Collection entries
BEGIN

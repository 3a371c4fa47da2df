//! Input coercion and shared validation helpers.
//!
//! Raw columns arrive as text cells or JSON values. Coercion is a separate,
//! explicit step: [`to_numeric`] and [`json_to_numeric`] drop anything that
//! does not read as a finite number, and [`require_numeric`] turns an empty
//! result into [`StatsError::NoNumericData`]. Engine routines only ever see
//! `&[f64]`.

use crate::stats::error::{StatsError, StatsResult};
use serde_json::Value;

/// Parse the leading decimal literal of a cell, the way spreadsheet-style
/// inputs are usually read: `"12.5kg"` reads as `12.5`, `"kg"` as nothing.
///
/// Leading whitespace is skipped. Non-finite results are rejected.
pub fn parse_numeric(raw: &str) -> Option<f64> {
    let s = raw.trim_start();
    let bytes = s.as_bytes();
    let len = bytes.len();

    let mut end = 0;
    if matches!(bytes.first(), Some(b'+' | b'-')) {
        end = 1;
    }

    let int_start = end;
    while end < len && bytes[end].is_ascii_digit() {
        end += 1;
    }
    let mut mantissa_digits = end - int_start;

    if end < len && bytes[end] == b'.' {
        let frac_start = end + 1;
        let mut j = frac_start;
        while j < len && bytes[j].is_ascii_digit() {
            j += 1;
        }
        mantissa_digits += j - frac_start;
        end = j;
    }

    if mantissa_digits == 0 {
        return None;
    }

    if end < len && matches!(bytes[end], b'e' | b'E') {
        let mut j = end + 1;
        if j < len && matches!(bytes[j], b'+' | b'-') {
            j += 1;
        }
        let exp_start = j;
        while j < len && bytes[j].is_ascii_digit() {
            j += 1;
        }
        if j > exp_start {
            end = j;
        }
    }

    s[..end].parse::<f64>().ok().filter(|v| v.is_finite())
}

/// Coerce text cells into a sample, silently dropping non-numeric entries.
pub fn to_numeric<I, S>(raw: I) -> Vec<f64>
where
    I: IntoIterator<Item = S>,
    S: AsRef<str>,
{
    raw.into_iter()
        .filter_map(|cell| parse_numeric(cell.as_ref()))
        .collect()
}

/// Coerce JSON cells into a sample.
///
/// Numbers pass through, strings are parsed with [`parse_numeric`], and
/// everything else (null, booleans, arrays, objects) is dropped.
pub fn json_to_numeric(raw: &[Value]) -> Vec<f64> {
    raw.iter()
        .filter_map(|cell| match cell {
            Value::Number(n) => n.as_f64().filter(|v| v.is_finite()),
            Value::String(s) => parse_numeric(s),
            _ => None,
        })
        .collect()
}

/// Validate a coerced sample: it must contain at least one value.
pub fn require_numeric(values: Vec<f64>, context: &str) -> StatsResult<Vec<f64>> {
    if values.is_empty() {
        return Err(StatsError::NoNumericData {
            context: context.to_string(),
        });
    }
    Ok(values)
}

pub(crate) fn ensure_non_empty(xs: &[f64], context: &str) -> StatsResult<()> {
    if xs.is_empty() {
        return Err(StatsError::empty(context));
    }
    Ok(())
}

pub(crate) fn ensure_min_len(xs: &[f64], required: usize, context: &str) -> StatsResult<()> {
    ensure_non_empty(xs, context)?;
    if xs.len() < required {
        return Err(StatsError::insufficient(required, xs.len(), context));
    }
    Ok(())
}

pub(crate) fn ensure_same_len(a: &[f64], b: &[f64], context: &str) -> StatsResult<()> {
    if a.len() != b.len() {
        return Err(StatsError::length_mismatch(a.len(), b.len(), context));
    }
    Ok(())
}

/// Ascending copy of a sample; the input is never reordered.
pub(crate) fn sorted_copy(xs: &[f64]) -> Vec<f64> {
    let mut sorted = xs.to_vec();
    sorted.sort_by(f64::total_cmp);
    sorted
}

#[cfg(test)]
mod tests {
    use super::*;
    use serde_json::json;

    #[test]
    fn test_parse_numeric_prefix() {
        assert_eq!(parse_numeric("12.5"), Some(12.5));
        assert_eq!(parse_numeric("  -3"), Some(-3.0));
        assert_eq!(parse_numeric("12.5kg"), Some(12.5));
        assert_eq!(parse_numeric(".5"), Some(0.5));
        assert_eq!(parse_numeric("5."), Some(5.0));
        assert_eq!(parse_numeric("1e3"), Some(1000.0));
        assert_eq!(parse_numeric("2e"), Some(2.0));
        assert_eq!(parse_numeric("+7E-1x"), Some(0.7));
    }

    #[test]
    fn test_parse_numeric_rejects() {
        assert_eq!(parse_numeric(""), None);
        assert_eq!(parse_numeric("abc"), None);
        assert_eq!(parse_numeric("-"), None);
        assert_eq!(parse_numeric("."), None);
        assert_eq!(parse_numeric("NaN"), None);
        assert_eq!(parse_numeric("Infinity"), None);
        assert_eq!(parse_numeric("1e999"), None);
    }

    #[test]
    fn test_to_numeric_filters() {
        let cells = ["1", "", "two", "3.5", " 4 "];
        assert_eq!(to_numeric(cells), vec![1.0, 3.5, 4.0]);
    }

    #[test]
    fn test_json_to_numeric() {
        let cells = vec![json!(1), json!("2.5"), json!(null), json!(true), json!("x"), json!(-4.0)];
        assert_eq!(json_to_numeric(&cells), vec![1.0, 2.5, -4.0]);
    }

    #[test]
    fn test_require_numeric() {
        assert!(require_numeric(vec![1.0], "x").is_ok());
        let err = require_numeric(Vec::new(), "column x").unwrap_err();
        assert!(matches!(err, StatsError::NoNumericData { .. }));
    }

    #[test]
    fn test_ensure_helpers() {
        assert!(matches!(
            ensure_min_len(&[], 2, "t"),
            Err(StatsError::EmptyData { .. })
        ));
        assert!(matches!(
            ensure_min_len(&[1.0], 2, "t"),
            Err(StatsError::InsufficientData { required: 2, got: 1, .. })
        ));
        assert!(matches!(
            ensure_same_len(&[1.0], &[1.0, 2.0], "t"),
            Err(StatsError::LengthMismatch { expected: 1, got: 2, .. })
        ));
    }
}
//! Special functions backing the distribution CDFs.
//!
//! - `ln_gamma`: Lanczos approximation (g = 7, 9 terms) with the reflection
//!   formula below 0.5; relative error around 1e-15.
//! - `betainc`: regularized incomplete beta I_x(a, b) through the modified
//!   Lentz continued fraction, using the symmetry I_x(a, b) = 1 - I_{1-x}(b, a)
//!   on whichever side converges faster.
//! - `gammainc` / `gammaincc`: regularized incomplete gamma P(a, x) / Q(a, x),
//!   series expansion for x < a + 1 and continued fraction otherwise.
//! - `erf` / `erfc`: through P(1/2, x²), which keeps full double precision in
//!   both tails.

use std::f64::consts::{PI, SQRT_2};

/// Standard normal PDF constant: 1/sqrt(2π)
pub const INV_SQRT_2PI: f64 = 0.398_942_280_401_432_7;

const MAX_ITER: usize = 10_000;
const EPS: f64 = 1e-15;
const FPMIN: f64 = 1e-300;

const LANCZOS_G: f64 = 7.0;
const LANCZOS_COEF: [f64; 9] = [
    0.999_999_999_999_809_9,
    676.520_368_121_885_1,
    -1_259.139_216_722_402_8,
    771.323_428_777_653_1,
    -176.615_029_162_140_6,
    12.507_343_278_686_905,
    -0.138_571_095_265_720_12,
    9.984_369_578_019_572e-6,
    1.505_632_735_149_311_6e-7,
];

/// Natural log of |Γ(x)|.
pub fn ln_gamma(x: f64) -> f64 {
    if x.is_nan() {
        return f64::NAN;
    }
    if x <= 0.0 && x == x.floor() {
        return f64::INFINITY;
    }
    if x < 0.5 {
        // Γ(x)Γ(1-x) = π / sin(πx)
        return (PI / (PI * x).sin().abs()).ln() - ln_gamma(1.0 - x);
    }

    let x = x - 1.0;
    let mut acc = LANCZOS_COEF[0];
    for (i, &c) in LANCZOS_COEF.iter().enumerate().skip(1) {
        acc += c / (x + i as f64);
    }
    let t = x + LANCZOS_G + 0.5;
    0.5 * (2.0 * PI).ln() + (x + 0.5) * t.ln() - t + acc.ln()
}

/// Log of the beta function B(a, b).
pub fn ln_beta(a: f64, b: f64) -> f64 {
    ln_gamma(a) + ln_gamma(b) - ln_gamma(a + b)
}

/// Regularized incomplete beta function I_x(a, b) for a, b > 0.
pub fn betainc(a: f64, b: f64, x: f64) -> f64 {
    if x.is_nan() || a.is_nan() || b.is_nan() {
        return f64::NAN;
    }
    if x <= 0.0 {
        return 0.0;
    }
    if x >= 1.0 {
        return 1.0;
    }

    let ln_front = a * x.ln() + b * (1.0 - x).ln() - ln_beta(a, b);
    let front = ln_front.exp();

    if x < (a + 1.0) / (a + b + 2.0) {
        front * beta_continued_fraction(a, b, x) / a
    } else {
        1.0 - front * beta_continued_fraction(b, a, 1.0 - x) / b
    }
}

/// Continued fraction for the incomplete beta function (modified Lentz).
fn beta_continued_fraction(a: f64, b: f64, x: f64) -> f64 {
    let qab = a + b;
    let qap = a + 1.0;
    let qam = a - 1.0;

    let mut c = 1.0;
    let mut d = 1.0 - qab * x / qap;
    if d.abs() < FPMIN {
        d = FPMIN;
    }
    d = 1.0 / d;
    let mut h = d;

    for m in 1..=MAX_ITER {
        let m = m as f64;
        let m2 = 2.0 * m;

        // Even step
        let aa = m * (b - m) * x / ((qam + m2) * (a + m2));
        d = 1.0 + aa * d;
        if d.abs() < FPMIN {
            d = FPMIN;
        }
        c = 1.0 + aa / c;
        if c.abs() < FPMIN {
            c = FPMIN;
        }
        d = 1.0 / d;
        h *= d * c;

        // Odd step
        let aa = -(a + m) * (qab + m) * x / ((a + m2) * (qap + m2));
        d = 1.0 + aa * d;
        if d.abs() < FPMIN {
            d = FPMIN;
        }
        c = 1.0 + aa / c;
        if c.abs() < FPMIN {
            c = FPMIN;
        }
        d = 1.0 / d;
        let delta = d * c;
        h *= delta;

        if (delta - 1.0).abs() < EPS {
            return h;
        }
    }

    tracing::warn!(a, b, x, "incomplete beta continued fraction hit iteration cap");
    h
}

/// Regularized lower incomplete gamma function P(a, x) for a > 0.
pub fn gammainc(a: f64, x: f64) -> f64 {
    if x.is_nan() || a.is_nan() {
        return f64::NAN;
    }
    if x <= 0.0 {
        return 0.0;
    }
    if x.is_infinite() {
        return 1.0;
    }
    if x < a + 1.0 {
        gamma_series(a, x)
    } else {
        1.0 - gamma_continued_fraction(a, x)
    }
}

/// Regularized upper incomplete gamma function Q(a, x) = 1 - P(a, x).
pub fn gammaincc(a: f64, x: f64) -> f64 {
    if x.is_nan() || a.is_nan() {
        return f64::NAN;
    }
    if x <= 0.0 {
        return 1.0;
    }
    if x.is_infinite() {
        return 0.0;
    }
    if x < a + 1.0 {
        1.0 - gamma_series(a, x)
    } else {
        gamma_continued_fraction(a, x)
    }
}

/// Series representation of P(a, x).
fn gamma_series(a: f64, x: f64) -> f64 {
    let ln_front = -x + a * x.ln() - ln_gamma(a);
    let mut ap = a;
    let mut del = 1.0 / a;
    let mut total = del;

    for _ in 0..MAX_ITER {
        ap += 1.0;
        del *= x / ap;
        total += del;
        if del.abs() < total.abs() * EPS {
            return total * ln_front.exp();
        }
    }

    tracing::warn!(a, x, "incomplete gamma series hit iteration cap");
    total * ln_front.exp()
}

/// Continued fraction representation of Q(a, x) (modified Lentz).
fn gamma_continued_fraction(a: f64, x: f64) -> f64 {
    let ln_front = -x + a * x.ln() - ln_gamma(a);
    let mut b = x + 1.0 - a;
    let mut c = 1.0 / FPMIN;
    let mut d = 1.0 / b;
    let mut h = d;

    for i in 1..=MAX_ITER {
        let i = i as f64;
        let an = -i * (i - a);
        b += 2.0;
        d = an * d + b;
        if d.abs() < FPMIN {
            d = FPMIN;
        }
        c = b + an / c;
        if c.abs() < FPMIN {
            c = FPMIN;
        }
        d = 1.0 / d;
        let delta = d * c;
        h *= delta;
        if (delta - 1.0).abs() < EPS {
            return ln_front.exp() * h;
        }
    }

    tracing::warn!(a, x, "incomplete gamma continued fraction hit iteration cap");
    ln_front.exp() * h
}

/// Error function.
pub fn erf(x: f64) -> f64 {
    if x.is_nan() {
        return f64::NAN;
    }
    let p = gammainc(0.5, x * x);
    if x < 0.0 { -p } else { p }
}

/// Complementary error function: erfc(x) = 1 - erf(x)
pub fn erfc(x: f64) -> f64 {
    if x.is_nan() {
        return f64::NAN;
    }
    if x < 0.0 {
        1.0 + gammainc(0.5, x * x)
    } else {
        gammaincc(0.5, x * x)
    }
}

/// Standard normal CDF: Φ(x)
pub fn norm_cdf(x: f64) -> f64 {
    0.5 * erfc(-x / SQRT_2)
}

END

[Try it] List the lines of the entries that include "StatsResult".

[Exercise response]
use crate::stats::error::{StatsError, StatsResult};
pub fn require_numeric(values: Vec<f64>, context: &str) -> StatsResult<Vec<f64>> {
pub(crate) fn ensure_non_empty(xs: &[f64], context: &str) -> StatsResult<()> {
pub(crate) fn ensure_min_len(xs: &[f64], required: usize, context: &str) -> StatsResult<()> {
pub(crate) fn ensure_same_len(a: &[f64], b: &[f64], context: &str) -> StatsResult<()> {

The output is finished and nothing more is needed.